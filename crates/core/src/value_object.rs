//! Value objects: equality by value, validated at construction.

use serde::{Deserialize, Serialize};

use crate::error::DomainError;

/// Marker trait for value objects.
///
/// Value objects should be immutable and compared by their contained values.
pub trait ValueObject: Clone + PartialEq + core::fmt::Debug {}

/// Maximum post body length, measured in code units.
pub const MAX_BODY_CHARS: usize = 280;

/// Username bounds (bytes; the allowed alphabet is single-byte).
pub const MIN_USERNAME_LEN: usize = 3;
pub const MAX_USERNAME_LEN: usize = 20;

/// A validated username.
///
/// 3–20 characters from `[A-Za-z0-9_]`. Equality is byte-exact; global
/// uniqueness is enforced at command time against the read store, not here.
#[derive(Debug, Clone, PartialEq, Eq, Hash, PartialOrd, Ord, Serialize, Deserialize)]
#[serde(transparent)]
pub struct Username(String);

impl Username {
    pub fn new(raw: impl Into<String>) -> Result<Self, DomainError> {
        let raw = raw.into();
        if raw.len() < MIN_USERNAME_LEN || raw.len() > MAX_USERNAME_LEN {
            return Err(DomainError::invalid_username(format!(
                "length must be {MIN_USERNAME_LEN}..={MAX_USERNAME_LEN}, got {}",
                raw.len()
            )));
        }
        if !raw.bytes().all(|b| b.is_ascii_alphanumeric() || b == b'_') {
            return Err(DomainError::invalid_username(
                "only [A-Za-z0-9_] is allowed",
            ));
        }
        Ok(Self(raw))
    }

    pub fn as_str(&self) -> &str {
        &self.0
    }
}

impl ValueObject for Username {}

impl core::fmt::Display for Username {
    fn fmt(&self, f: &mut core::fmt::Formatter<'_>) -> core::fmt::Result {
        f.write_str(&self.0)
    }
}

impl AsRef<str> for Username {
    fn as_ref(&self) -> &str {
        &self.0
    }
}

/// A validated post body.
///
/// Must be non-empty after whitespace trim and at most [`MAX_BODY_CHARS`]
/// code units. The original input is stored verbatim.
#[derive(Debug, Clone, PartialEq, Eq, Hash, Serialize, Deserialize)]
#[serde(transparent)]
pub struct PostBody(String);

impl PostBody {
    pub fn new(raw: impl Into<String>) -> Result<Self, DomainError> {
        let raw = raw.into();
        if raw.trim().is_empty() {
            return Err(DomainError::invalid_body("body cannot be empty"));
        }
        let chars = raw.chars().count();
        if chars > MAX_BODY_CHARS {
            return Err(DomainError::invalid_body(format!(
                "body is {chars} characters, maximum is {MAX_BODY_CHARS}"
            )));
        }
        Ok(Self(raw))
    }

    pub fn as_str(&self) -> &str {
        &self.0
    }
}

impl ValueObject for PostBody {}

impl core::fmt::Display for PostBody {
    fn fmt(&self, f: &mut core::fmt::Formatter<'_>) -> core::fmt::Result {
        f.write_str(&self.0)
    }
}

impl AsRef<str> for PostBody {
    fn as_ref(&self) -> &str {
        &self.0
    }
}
-- -- --
== Exercise description ==
Would you please copy each line of the listing that contains the word "usize"?

== Task response ==
pub const MAX_BODY_CHARS: usize = 280;
pub const MIN_USERNAME_LEN: usize = 3;
pub const MAX_USERNAME_LEN: usize = 20;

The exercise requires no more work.